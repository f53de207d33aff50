//! Minimal XML scanning for NETCONF envelopes.
//!
//! The engine only needs element names, a handful of attributes and the
//! text of a few well-known elements. [`Document::parse`] walks the tags of
//! a message, checks that they are balanced and properly nested under a
//! single root, and records every element with its byte span so callers can
//! slice inner content. Payload schemas are not interpreted.

use std::ops::Range;

use once_cell::sync::Lazy;
use regex::Regex;

use crate::error::NetconfError;

/// Start, end or empty-element tag at the beginning of the haystack.
static TAG: Lazy<Regex> = Lazy::new(|| {
    match Regex::new(
        r#"^<(/?)(?:([A-Za-z_][\w.\-]*):)?([A-Za-z_][\w.\-]*)((?:\s+[^\s=/>]+\s*=\s*(?:"[^"]*"|'[^']*'))*)\s*(/?)>"#,
    ) {
        Ok(re) => re,
        Err(err) => panic!("invalid TAG regex: {err}"),
    }
});

/// One `name="value"` pair inside a tag.
static ATTRIBUTE: Lazy<Regex> = Lazy::new(|| {
    match Regex::new(r#"([^\s=/>]+)\s*=\s*(?:"([^"]*)"|'([^']*)')"#) {
        Ok(re) => re,
        Err(err) => panic!("invalid ATTRIBUTE regex: {err}"),
    }
});

/// An element found while scanning.
#[derive(Debug, Clone, PartialEq, Eq)]
pub struct Element {
    /// Local name, without namespace prefix.
    pub name: String,
    /// Nesting depth; the root is 0.
    pub depth: usize,
    /// Attributes as written, values unescaped.
    pub attributes: Vec<(String, String)>,
    /// Span of the content between start and end tag. Empty for `<x/>`.
    pub inner: Range<usize>,
}

impl Element {
    /// Looks up an attribute by local name, ignoring any prefix.
    pub fn attribute(&self, name: &str) -> Option<&str> {
        self.attributes.iter().find_map(|(key, value)| {
            let local = key.rsplit(':').next().unwrap_or(key);
            (local == name).then_some(value.as_str())
        })
    }
}

/// A scanned, well-formed XML document.
#[derive(Debug, Clone)]
pub struct Document<'a> {
    source: &'a str,
    elements: Vec<Element>,
}

impl<'a> Document<'a> {
    /// Scans `source`, failing with [`NetconfError::ProtocolContent`] unless
    /// it holds exactly one properly nested root element.
    pub fn parse(source: &'a str) -> Result<Self, NetconfError> {
        let mut elements: Vec<Element> = Vec::new();
        // (qualified name, index into elements)
        let mut open: Vec<(String, usize)> = Vec::new();
        let mut roots = 0usize;
        let mut pos = 0usize;

        while pos < source.len() {
            let rest = &source[pos..];
            let Some(lt) = rest.find('<') else {
                check_text(rest, open.is_empty())?;
                break;
            };
            check_text(&rest[..lt], open.is_empty())?;
            pos += lt;
            let rest = &source[pos..];

            if rest.starts_with("<?") {
                pos += skip_past(rest, "?>", "processing instruction")?;
                continue;
            }
            if rest.starts_with("<!--") {
                pos += skip_past(rest, "-->", "comment")?;
                continue;
            }
            if rest.starts_with("<![CDATA[") {
                if open.is_empty() {
                    return Err(malformed("character data outside the root element"));
                }
                pos += skip_past(rest, "]]>", "CDATA section")?;
                continue;
            }
            if rest.starts_with("<!") {
                return Err(malformed("document type declarations are not allowed"));
            }

            let caps = TAG
                .captures(rest)
                .ok_or_else(|| malformed("invalid tag"))?;
            let whole = caps.get(0).map(|m| m.end()).unwrap_or(0);
            let closing = caps.get(1).is_some_and(|m| !m.as_str().is_empty());
            let empty = caps.get(5).is_some_and(|m| !m.as_str().is_empty());
            let local = caps.get(3).map(|m| m.as_str()).unwrap_or_default();
            let qualified = match caps.get(2) {
                Some(prefix) => format!("{}:{}", prefix.as_str(), local),
                None => local.to_string(),
            };
            let attr_text = caps.get(4).map(|m| m.as_str()).unwrap_or_default();
            let tag_end = pos + whole;

            if closing {
                if empty || !attr_text.trim().is_empty() {
                    return Err(malformed("invalid end tag"));
                }
                let Some((expected, index)) = open.pop() else {
                    return Err(malformed(&format!("unexpected end tag </{qualified}>")));
                };
                if expected != qualified {
                    return Err(malformed(&format!(
                        "end tag </{qualified}> does not match <{expected}>"
                    )));
                }
                elements[index].inner.end = pos;
            } else {
                if open.is_empty() {
                    roots += 1;
                    if roots > 1 {
                        return Err(malformed("more than one root element"));
                    }
                }
                elements.push(Element {
                    name: local.to_string(),
                    depth: open.len(),
                    attributes: parse_attributes(attr_text),
                    inner: tag_end..tag_end,
                });
                if !empty {
                    open.push((qualified, elements.len() - 1));
                }
            }
            pos = tag_end;
        }

        if let Some((name, _)) = open.last() {
            return Err(malformed(&format!("unclosed element <{name}>")));
        }
        if roots == 0 {
            return Err(malformed("no root element"));
        }
        Ok(Self { source, elements })
    }

    /// The root element.
    pub fn root(&self) -> &Element {
        // parse() guarantees at least one element and the first one is the root.
        &self.elements[0]
    }

    /// All elements in document order.
    pub fn elements(&self) -> &[Element] {
        &self.elements
    }

    /// First element with the given local name.
    pub fn find(&self, name: &str) -> Option<&Element> {
        self.elements.iter().find(|el| el.name == name)
    }

    /// Every element with the given local name.
    pub fn find_all<'s>(&'s self, name: &'s str) -> impl Iterator<Item = &'s Element> + 's {
        self.elements.iter().filter(move |el| el.name == name)
    }

    /// Elements nested anywhere below `parent`.
    pub fn descendants<'s>(&'s self, parent: &'s Element) -> impl Iterator<Item = &'s Element> + 's {
        self.elements.iter().filter(move |el| {
            el.depth > parent.depth
                && el.inner.start >= parent.inner.start
                && el.inner.end <= parent.inner.end
                && !parent.inner.is_empty()
        })
    }

    /// Raw content between the element's tags.
    pub fn inner_xml(&self, element: &Element) -> &'a str {
        &self.source[element.inner.clone()]
    }

    /// Trimmed, unescaped text content of an element.
    pub fn text(&self, element: &Element) -> String {
        unescape(self.inner_xml(element).trim())
    }

    /// Text of the first element with the given local name.
    pub fn text_of(&self, name: &str) -> Option<String> {
        self.find(name).map(|el| self.text(el))
    }
}

/// Escapes text for use in element content or attribute values.
pub fn escape(text: &str) -> String {
    let mut out = String::with_capacity(text.len());
    for c in text.chars() {
        match c {
            '&' => out.push_str("&amp;"),
            '<' => out.push_str("&lt;"),
            '>' => out.push_str("&gt;"),
            '"' => out.push_str("&quot;"),
            '\'' => out.push_str("&apos;"),
            _ => out.push(c),
        }
    }
    out
}

/// Reverses [`escape`] for the predefined entities.
pub fn unescape(text: &str) -> String {
    if !text.contains('&') {
        return text.to_string();
    }
    text.replace("&lt;", "<")
        .replace("&gt;", ">")
        .replace("&quot;", "\"")
        .replace("&apos;", "'")
        .replace("&amp;", "&")
}

fn parse_attributes(text: &str) -> Vec<(String, String)> {
    ATTRIBUTE
        .captures_iter(text)
        .filter_map(|caps| {
            let name = caps.get(1)?.as_str().to_string();
            let value = caps.get(2).or_else(|| caps.get(3))?.as_str();
            Some((name, unescape(value)))
        })
        .collect()
}

fn check_text(text: &str, outside_root: bool) -> Result<(), NetconfError> {
    if outside_root && !text.trim().is_empty() {
        return Err(malformed("text outside the root element"));
    }
    Ok(())
}

fn skip_past(rest: &str, terminator: &str, what: &str) -> Result<usize, NetconfError> {
    rest.find(terminator)
        .map(|idx| idx + terminator.len())
        .ok_or_else(|| malformed(&format!("unterminated {what}")))
}

fn malformed(reason: &str) -> NetconfError {
    NetconfError::ProtocolContent(format!("malformed xml: {reason}"))
}

#[cfg(test)]
mod tests {
    use super::*;

    #[test]
    fn scans_nested_elements_with_prefixes() {
        let xml = r#"<?xml version="1.0"?>
<nc:rpc-reply xmlns:nc="urn:ietf:params:xml:ns:netconf:base:1.0" nc:message-id="42">
  <!-- comment -->
  <nc:data><system><hostname>r1</hostname></system></nc:data>
</nc:rpc-reply>"#;
        let doc = Document::parse(xml).expect("well formed");
        assert_eq!(doc.root().name, "rpc-reply");
        assert_eq!(doc.root().attribute("message-id"), Some("42"));
        assert_eq!(doc.text_of("hostname").as_deref(), Some("r1"));
        let data = doc.find("data").expect("data element");
        assert_eq!(
            doc.inner_xml(data),
            "<system><hostname>r1</hostname></system>"
        );
        assert_eq!(doc.descendants(data).count(), 2);
    }

    #[test]
    fn empty_elements_and_cdata_are_accepted() {
        let doc = Document::parse("<a><b/><c><![CDATA[<not-a-tag>]]></c></a>")
            .expect("well formed");
        assert_eq!(doc.elements().len(), 3);
        assert!(doc.find("b").expect("b").inner.is_empty());
    }

    #[test]
    fn rejects_mismatched_and_unclosed_tags() {
        assert!(Document::parse("<a><b></a></b>").is_err());
        assert!(Document::parse("<a><b></b>").is_err());
        assert!(Document::parse("</a>").is_err());
        assert!(Document::parse("<a></a><b/>").is_err());
        assert!(Document::parse("just text").is_err());
        assert!(Document::parse("").is_err());
        assert!(Document::parse("<a attr=unquoted></a>").is_err());
    }

    #[test]
    fn rejects_doctype() {
        let err = Document::parse("<!DOCTYPE x><x/>").expect_err("doctype");
        assert!(matches!(err, NetconfError::ProtocolContent(_)));
    }

    #[test]
    fn escape_round_trips_predefined_entities() {
        let raw = r#"urn:x?module=a&revision=<1>"'"#;
        assert_eq!(unescape(&escape(raw)), raw);
        assert_eq!(escape("a&b"), "a&amp;b");
    }
}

==========

DIRECTIONS FOR THIS TASK: Return a word-for-word copy of the lines above from the one holding "use crate::error::NetconfError;" through the one holding "static ATTRIBUTE: Lazy<Regex>", with both of them included and nothing besides.

EXERCISE OUTPUT:
use crate::error::NetconfError;

/// Start, end or empty-element tag at the beginning of the haystack.
static TAG: Lazy<Regex> = Lazy::new(|| {
    match Regex::new(
        r#"^<(/?)(?:([A-Za-z_][\w.\-]*):)?([A-Za-z_][\w.\-]*)((?:\s+[^\s=/>]+\s*=\s*(?:"[^"]*"|'[^']*'))*)\s*(/?)>"#,
    ) {
        Ok(re) => re,
        Err(err) => panic!("invalid TAG regex: {err}"),
    }
});

/// One `name="value"` pair inside a tag.
static ATTRIBUTE: Lazy<Regex> = Lazy::new(|| {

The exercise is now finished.